//! HTTP ingress.
//!
//! Provides REST API endpoints for:
//! - Health checks and status
//! - Alertmanager webhook intake
//! - Approval decision callbacks from chat cards
//! - Reading and (optionally) writing vetted procedures

use anyhow::Result;
use axum::{
    extract::{rejection::JsonRejection, Path, State},
    http::StatusCode,
    response::{IntoResponse, Response},
    routing::{get, post},
    Json, Router,
};
use serde::Serialize;
use serde_json::{json, Value};
use std::sync::Arc;
use tower_http::trace::TraceLayer;
use tracing::{error, info, warn};

use crate::alert::AlertEnvelope;
use crate::error::RemediationError;
use crate::plan::Procedure;
use crate::types::Decision;
use crate::workflow::RemediationWorkflow;

/// Server state shared across handlers.
pub struct ServerState {
    pub workflow: Arc<RemediationWorkflow>,
}

impl ServerState {
    #[must_use]
    pub fn new(workflow: Arc<RemediationWorkflow>) -> Self {
        Self { workflow }
    }
}

/// Build the HTTP router.
pub fn build_router(state: Arc<ServerState>) -> Router {
    Router::new()
        .route("/health", get(health_handler))
        .route("/api/status", get(status_handler))
        .route("/api/alerts", post(alert_handler))
        .route("/api/approval_callback", post(decision_handler))
        .route(
            "/api/procedures/{incident}",
            get(get_procedure_handler).put(put_procedure_handler),
        )
        .layer(TraceLayer::new_for_http())
        .with_state(state)
}

/// Periodically expire PENDING requests past their approval window.
pub fn spawn_expire_sweep(workflow: Arc<RemediationWorkflow>) -> tokio::task::JoinHandle<()> {
    let period = workflow.policy().sweep_interval();
    tokio::spawn(async move {
        let mut ticker = tokio::time::interval(period);
        ticker.set_missed_tick_behavior(tokio::time::MissedTickBehavior::Delay);
        loop {
            ticker.tick().await;
            if let Err(e) = workflow.expire_stale().await {
                warn!(error = %e, "Expire sweep failed");
            }
        }
    })
}

/// Start the HTTP server and the expire sweep.
pub async fn run_server(state: Arc<ServerState>, addr: &str) -> Result<()> {
    let sweep = spawn_expire_sweep(Arc::clone(&state.workflow));
    let app = build_router(state);

    let listener = tokio::net::TcpListener::bind(addr).await?;
    info!("Remediation server listening on {addr}");

    let served = axum::serve(listener, app).await;
    sweep.abort();
    served?;

    Ok(())
}

// ============================================================================
// Responses
// ============================================================================

#[derive(Debug, Serialize)]
struct HealthResponse {
    status: &'static str,
    version: &'static str,
}

#[derive(Debug, Serialize)]
struct StatusResponse {
    status: &'static str,
    pending_requests: usize,
    vetted_policy: &'static str,
}

/// Error body shared by every endpoint.
#[derive(Debug, Serialize)]
struct ErrorResponse {
    status: &'static str,
    code: &'static str,
    message: String,
}

/// HTTP status for each workflow condition.
#[must_use]
pub fn status_for(err: &RemediationError) -> StatusCode {
    match err {
        RemediationError::InvalidInput(_) | RemediationError::InvalidPlan(_) => {
            StatusCode::BAD_REQUEST
        }
        RemediationError::AlreadyResolvedOrUnknown => StatusCode::CONFLICT,
        RemediationError::Expired(_) => StatusCode::GONE,
        RemediationError::NoActionableCommands => StatusCode::UNPROCESSABLE_ENTITY,
        RemediationError::AdvisorUnavailable(_) | RemediationError::RepositoryUnavailable(_) => {
            StatusCode::SERVICE_UNAVAILABLE
        }
        RemediationError::Registry(_) | RemediationError::InvalidTransition { .. } => {
            StatusCode::INTERNAL_SERVER_ERROR
        }
    }
}

impl IntoResponse for RemediationError {
    fn into_response(self) -> Response {
        let status = status_for(&self);
        if status.is_server_error() {
            error!(code = self.code(), error = %self, "Request failed");
        }
        let body = ErrorResponse {
            status: "error",
            code: self.code(),
            message: self.to_string(),
        };
        (status, Json(body)).into_response()
    }
}

fn json_body(payload: Result<Json<Value>, JsonRejection>) -> Result<Value, RemediationError> {
    payload
        .map(|Json(v)| v)
        .map_err(|e| RemediationError::InvalidInput(e.body_text()))
}

// ============================================================================
// Handlers
// ============================================================================

async fn health_handler() -> impl IntoResponse {
    Json(HealthResponse {
        status: "healthy",
        version: env!("CARGO_PKG_VERSION"),
    })
}

/// Counts only. Ids are capabilities and commands belong to their cards.
async fn status_handler(
    State(state): State<Arc<ServerState>>,
) -> Result<Json<StatusResponse>, RemediationError> {
    let pending_requests = state.workflow.pending_count().await?;
    Ok(Json(StatusResponse {
        status: "ok",
        pending_requests,
        vetted_policy: state.workflow.policy().vetted_policy.as_str(),
    }))
}

async fn alert_handler(
    State(state): State<Arc<ServerState>>,
    payload: Result<Json<Value>, JsonRejection>,
) -> Result<Response, RemediationError> {
    let envelope: AlertEnvelope = serde_json::from_value(json_body(payload)?)
        .map_err(|e| RemediationError::InvalidInput(format!("invalid alert envelope: {e}")))?;

    info!(alerts = envelope.alerts.len(), receiver = %envelope.receiver, "Received alert envelope");
    let summary = state.workflow.handle_envelope(&envelope).await?;
    Ok(Json(summary).into_response())
}

/// Decision body: `{"decision": "approve" | "reject", "request_id": "..."}`.
///
/// Anything else a card sends along is ignored; the plan is always read
/// from the registry.
async fn decision_handler(
    State(state): State<Arc<ServerState>>,
    payload: Result<Json<Value>, JsonRejection>,
) -> Result<Response, RemediationError> {
    let body = json_body(payload)?;

    let request_id = body
        .get("request_id")
        .and_then(Value::as_str)
        .filter(|s| !s.trim().is_empty())
        .ok_or_else(|| RemediationError::InvalidInput("request_id is required".to_string()))?;

    let decision: Decision = body
        .get("decision")
        .cloned()
        .ok_or_else(|| RemediationError::InvalidInput("decision is required".to_string()))
        .and_then(|d| {
            serde_json::from_value(d).map_err(|_| {
                RemediationError::InvalidInput(
                    "decision must be \"approve\" or \"reject\"".to_string(),
                )
            })
        })?;

    let outcome = state.workflow.decide(request_id, decision).await?;
    Ok(Json(outcome).into_response())
}

async fn get_procedure_handler(
    State(state): State<Arc<ServerState>>,
    Path(incident): Path<String>,
) -> Result<Response, RemediationError> {
    let body = match state.workflow.procedure(&incident).await? {
        Some(procedure) => json!({ "found": true, "procedure": procedure }),
        None => json!({ "found": false }),
    };
    Ok(Json(body).into_response())
}

async fn put_procedure_handler(
    State(state): State<Arc<ServerState>>,
    Path(incident): Path<String>,
    payload: Result<Json<Value>, JsonRejection>,
) -> Result<Response, RemediationError> {
    if !state.workflow.policy().allow_procedure_writes {
        let body = ErrorResponse {
            status: "error",
            code: "forbidden",
            message: "procedure writes are disabled".to_string(),
        };
        return Ok((StatusCode::FORBIDDEN, Json(body)).into_response());
    }

    let procedure = Procedure::from_document(json_body(payload)?)?;
    state.workflow.save_procedure(&incident, &procedure).await?;
    let body = json!({ "status": "saved", "incident": incident, "procedure": procedure });
    Ok(Json(body).into_response())
}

++++++++++++++++++++

The full listing needs to be transcribed exactly.

* _RESPONSE_:
//! HTTP ingress.
//!
//! Provides REST API endpoints for:
//! - Health checks and status
//! - Alertmanager webhook intake
//! - Approval decision callbacks from chat cards
//! - Reading and (optionally) writing vetted procedures

use anyhow::Result;
use axum::{
    extract::{rejection::JsonRejection, Path, State},
    http::StatusCode,
    response::{IntoResponse, Response},
    routing::{get, post},
    Json, Router,
};
use serde::Serialize;
use serde_json::{json, Value};
use std::sync::Arc;
use tower_http::trace::TraceLayer;
use tracing::{error, info, warn};

use crate::alert::AlertEnvelope;
use crate::error::RemediationError;
use crate::plan::Procedure;
use crate::types::Decision;
use crate::workflow::RemediationWorkflow;

/// Server state shared across handlers.
pub struct ServerState {
    pub workflow: Arc<RemediationWorkflow>,
}

impl ServerState {
    #[must_use]
    pub fn new(workflow: Arc<RemediationWorkflow>) -> Self {
        Self { workflow }
    }
}

/// Build the HTTP router.
pub fn build_router(state: Arc<ServerState>) -> Router {
    Router::new()
        .route("/health", get(health_handler))
        .route("/api/status", get(status_handler))
        .route("/api/alerts", post(alert_handler))
        .route("/api/approval_callback", post(decision_handler))
        .route(
            "/api/procedures/{incident}",
            get(get_procedure_handler).put(put_procedure_handler),
        )
        .layer(TraceLayer::new_for_http())
        .with_state(state)
}

/// Periodically expire PENDING requests past their approval window.
pub fn spawn_expire_sweep(workflow: Arc<RemediationWorkflow>) -> tokio::task::JoinHandle<()> {
    let period = workflow.policy().sweep_interval();
    tokio::spawn(async move {
        let mut ticker = tokio::time::interval(period);
        ticker.set_missed_tick_behavior(tokio::time::MissedTickBehavior::Delay);
        loop {
            ticker.tick().await;
            if let Err(e) = workflow.expire_stale().await {
                warn!(error = %e, "Expire sweep failed");
            }
        }
    })
}

/// Start the HTTP server and the expire sweep.
pub async fn run_server(state: Arc<ServerState>, addr: &str) -> Result<()> {
    let sweep = spawn_expire_sweep(Arc::clone(&state.workflow));
    let app = build_router(state);

    let listener = tokio::net::TcpListener::bind(addr).await?;
    info!("Remediation server listening on {addr}");

    let served = axum::serve(listener, app).await;
    sweep.abort();
    served?;

    Ok(())
}

// ============================================================================
// Responses
// ============================================================================

#[derive(Debug, Serialize)]
struct HealthResponse {
    status: &'static str,
    version: &'static str,
}

#[derive(Debug, Serialize)]
struct StatusResponse {
    status: &'static str,
    pending_requests: usize,
    vetted_policy: &'static str,
}

/// Error body shared by every endpoint.
#[derive(Debug, Serialize)]
struct ErrorResponse {
    status: &'static str,
    code: &'static str,
    message: String,
}

/// HTTP status for each workflow condition.
#[must_use]
pub fn status_for(err: &RemediationError) -> StatusCode {
    match err {
        RemediationError::InvalidInput(_) | RemediationError::InvalidPlan(_) => {
            StatusCode::BAD_REQUEST
        }
        RemediationError::AlreadyResolvedOrUnknown => StatusCode::CONFLICT,
        RemediationError::Expired(_) => StatusCode::GONE,
        RemediationError::NoActionableCommands => StatusCode::UNPROCESSABLE_ENTITY,
        RemediationError::AdvisorUnavailable(_) | RemediationError::RepositoryUnavailable(_) => {
            StatusCode::SERVICE_UNAVAILABLE
        }
        RemediationError::Registry(_) | RemediationError::InvalidTransition { .. } => {
            StatusCode::INTERNAL_SERVER_ERROR
        }
    }
}

impl IntoResponse for RemediationError {
    fn into_response(self) -> Response {
        let status = status_for(&self);
        if status.is_server_error() {
            error!(code = self.code(), error = %self, "Request failed");
        }
        let body = ErrorResponse {
            status: "error",
            code: self.code(),
            message: self.to_string(),
        };
        (status, Json(body)).into_response()
    }
}

fn json_body(payload: Result<Json<Value>, JsonRejection>) -> Result<Value, RemediationError> {
    payload
        .map(|Json(v)| v)
        .map_err(|e| RemediationError::InvalidInput(e.body_text()))
}

// ============================================================================
// Handlers
// ============================================================================

async fn health_handler() -> impl IntoResponse {
    Json(HealthResponse {
        status: "healthy",
        version: env!("CARGO_PKG_VERSION"),
    })
}

/// Counts only. Ids are capabilities and commands belong to their cards.
async fn status_handler(
    State(state): State<Arc<ServerState>>,
) -> Result<Json<StatusResponse>, RemediationError> {
    let pending_requests = state.workflow.pending_count().await?;
    Ok(Json(StatusResponse {
        status: "ok",
        pending_requests,
        vetted_policy: state.workflow.policy().vetted_policy.as_str(),
    }))
}

async fn alert_handler(
    State(state): State<Arc<ServerState>>,
    payload: Result<Json<Value>, JsonRejection>,
) -> Result<Response, RemediationError> {
    let envelope: AlertEnvelope = serde_json::from_value(json_body(payload)?)
        .map_err(|e| RemediationError::InvalidInput(format!("invalid alert envelope: {e}")))?;

    info!(alerts = envelope.alerts.len(), receiver = %envelope.receiver, "Received alert envelope");
    let summary = state.workflow.handle_envelope(&envelope).await?;
    Ok(Json(summary).into_response())
}

/// Decision body: `{"decision": "approve" | "reject", "request_id": "..."}`.
///
/// Anything else a card sends along is ignored; the plan is always read
/// from the registry.
async fn decision_handler(
    State(state): State<Arc<ServerState>>,
    payload: Result<Json<Value>, JsonRejection>,
) -> Result<Response, RemediationError> {
    let body = json_body(payload)?;

    let request_id = body
        .get("request_id")
        .and_then(Value::as_str)
        .filter(|s| !s.trim().is_empty())
        .ok_or_else(|| RemediationError::InvalidInput("request_id is required".to_string()))?;

    let decision: Decision = body
        .get("decision")
        .cloned()
        .ok_or_else(|| RemediationError::InvalidInput("decision is required".to_string()))
        .and_then(|d| {
            serde_json::from_value(d).map_err(|_| {
                RemediationError::InvalidInput(
                    "decision must be \"approve\" or \"reject\"".to_string(),
                )
            })
        })?;

    let outcome = state.workflow.decide(request_id, decision).await?;
    Ok(Json(outcome).into_response())
}

async fn get_procedure_handler(
    State(state): State<Arc<ServerState>>,
    Path(incident): Path<String>,
) -> Result<Response, RemediationError> {
    let body = match state.workflow.procedure(&incident).await? {
        Some(procedure) => json!({ "found": true, "procedure": procedure }),
        None => json!({ "found": false }),
    };
    Ok(Json(body).into_response())
}

async fn put_procedure_handler(
    State(state): State<Arc<ServerState>>,
    Path(incident): Path<String>,
    payload: Result<Json<Value>, JsonRejection>,
) -> Result<Response, RemediationError> {
    if !state.workflow.policy().allow_procedure_writes {
        let body = ErrorResponse {
            status: "error",
            code: "forbidden",
            message: "procedure writes are disabled".to_string(),
        };
        return Ok((StatusCode::FORBIDDEN, Json(body)).into_response());
    }

    let procedure = Procedure::from_document(json_body(payload)?)?;
    state.workflow.save_procedure(&incident, &procedure).await?;
    let body = json!({ "status": "saved", "incident": incident, "procedure": procedure });
    Ok(Json(body).into_response())
}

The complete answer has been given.